#### [ASSIGNMENT]
Only the lines below starting at the one containing "print_json(&json)" and ending at the one containing "creator_id, count, html" belong in the answer, each copied exactly.

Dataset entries

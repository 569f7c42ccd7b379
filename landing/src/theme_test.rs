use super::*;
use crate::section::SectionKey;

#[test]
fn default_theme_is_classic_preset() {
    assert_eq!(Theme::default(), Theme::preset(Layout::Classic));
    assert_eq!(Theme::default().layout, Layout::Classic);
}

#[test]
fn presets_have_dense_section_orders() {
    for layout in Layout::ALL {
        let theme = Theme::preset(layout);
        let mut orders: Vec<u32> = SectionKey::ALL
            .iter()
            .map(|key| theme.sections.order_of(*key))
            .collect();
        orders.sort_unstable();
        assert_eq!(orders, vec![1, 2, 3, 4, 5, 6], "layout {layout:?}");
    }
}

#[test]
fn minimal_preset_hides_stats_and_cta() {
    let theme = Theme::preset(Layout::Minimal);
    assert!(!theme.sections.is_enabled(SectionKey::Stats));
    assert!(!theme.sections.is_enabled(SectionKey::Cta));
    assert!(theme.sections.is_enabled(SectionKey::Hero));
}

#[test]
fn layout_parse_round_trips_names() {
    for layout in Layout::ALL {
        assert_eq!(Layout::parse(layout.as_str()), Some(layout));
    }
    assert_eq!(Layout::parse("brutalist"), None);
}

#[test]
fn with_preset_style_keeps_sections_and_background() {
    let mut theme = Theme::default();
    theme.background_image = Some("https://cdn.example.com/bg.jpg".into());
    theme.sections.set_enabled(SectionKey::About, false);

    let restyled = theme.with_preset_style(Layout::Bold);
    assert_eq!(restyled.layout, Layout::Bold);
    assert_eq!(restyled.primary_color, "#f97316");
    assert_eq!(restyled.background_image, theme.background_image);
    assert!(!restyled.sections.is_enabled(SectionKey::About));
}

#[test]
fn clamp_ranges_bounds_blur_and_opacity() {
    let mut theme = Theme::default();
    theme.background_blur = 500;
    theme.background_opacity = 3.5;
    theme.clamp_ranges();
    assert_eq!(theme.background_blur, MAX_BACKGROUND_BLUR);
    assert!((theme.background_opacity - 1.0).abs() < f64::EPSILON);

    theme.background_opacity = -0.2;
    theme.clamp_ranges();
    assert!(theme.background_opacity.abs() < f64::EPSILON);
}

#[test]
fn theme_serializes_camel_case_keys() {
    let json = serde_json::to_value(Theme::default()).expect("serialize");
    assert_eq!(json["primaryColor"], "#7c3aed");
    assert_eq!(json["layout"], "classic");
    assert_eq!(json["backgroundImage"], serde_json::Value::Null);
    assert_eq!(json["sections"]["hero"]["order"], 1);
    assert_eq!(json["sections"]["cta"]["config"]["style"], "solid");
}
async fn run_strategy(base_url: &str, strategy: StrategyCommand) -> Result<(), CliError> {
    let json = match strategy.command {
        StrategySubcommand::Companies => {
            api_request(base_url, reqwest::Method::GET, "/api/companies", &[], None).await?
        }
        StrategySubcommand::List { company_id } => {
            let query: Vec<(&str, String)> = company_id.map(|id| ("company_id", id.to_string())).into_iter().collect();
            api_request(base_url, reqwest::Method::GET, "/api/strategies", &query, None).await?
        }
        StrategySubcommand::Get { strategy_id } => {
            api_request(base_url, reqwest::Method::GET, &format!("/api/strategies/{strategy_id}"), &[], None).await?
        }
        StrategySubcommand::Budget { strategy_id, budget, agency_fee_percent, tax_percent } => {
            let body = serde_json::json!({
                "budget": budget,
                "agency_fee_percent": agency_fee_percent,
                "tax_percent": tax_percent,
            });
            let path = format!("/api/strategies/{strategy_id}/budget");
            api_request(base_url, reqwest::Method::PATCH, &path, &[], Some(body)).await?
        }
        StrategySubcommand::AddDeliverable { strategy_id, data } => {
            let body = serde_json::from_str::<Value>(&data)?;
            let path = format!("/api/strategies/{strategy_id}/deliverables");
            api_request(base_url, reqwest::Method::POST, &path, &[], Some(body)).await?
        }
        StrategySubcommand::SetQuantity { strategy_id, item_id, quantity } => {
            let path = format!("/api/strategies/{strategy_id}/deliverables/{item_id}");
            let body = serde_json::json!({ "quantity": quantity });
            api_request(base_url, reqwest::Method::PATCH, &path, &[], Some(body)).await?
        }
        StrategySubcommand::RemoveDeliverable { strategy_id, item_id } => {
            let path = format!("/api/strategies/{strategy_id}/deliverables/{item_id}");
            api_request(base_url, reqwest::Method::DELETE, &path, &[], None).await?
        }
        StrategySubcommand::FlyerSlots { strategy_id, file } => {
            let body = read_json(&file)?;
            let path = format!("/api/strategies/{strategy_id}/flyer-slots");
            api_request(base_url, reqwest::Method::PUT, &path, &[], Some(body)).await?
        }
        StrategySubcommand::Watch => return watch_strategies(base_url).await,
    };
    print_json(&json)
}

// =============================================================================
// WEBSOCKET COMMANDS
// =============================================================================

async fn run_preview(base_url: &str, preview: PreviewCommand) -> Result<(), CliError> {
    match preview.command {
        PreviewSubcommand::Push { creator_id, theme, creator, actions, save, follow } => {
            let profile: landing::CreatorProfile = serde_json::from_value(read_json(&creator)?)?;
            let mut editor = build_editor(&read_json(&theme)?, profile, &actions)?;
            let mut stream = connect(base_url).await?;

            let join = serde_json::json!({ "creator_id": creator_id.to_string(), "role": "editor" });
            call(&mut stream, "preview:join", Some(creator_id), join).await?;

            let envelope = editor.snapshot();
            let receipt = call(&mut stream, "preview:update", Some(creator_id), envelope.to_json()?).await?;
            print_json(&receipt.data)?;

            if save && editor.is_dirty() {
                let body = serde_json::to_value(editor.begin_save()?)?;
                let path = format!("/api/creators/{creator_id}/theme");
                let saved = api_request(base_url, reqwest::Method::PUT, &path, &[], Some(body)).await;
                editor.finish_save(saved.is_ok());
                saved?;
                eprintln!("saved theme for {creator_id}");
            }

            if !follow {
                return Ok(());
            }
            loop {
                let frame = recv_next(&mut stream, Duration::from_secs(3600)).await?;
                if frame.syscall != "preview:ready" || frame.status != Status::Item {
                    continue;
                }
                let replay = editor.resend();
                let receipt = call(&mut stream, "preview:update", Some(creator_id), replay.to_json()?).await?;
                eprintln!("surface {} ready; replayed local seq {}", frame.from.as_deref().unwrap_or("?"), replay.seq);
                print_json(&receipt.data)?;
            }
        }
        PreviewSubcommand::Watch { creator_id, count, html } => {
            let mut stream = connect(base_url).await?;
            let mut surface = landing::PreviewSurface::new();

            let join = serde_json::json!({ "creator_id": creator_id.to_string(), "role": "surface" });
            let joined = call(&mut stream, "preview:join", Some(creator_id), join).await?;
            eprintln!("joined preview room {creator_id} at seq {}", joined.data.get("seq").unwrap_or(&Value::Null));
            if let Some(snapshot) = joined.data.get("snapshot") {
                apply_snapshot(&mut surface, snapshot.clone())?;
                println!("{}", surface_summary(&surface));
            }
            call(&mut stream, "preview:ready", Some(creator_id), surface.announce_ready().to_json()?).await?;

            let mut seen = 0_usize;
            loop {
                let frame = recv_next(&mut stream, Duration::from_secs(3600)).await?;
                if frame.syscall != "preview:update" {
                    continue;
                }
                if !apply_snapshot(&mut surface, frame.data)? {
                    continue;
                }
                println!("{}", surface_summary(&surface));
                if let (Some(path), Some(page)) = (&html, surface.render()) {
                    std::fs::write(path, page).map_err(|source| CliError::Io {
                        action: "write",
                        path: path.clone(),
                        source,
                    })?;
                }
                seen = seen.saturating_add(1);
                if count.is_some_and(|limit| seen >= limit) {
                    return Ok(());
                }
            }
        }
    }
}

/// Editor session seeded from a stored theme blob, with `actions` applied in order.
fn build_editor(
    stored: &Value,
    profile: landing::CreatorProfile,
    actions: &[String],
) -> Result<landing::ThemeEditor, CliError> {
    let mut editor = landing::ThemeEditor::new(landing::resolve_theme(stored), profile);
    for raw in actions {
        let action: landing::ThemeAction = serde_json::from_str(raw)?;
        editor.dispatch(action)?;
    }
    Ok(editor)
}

#### [ANSWER SECTION]
    print_json(&json)
}

// =============================================================================
// WEBSOCKET COMMANDS
// =============================================================================

async fn run_preview(base_url: &str, preview: PreviewCommand) -> Result<(), CliError> {
    match preview.command {
        PreviewSubcommand::Push { creator_id, theme, creator, actions, save, follow } => {
            let profile: landing::CreatorProfile = serde_json::from_value(read_json(&creator)?)?;
            let mut editor = build_editor(&read_json(&theme)?, profile, &actions)?;
            let mut stream = connect(base_url).await?;

            let join = serde_json::json!({ "creator_id": creator_id.to_string(), "role": "editor" });
            call(&mut stream, "preview:join", Some(creator_id), join).await?;

            let envelope = editor.snapshot();
            let receipt = call(&mut stream, "preview:update", Some(creator_id), envelope.to_json()?).await?;
            print_json(&receipt.data)?;

            if save && editor.is_dirty() {
                let body = serde_json::to_value(editor.begin_save()?)?;
                let path = format!("/api/creators/{creator_id}/theme");
                let saved = api_request(base_url, reqwest::Method::PUT, &path, &[], Some(body)).await;
                editor.finish_save(saved.is_ok());
                saved?;
                eprintln!("saved theme for {creator_id}");
            }

            if !follow {
                return Ok(());
            }
            loop {
                let frame = recv_next(&mut stream, Duration::from_secs(3600)).await?;
                if frame.syscall != "preview:ready" || frame.status != Status::Item {
                    continue;
                }
                let replay = editor.resend();
                let receipt = call(&mut stream, "preview:update", Some(creator_id), replay.to_json()?).await?;
                eprintln!("surface {} ready; replayed local seq {}", frame.from.as_deref().unwrap_or("?"), replay.seq);
                print_json(&receipt.data)?;
            }
        }
        PreviewSubcommand::Watch { creator_id, count, html } => {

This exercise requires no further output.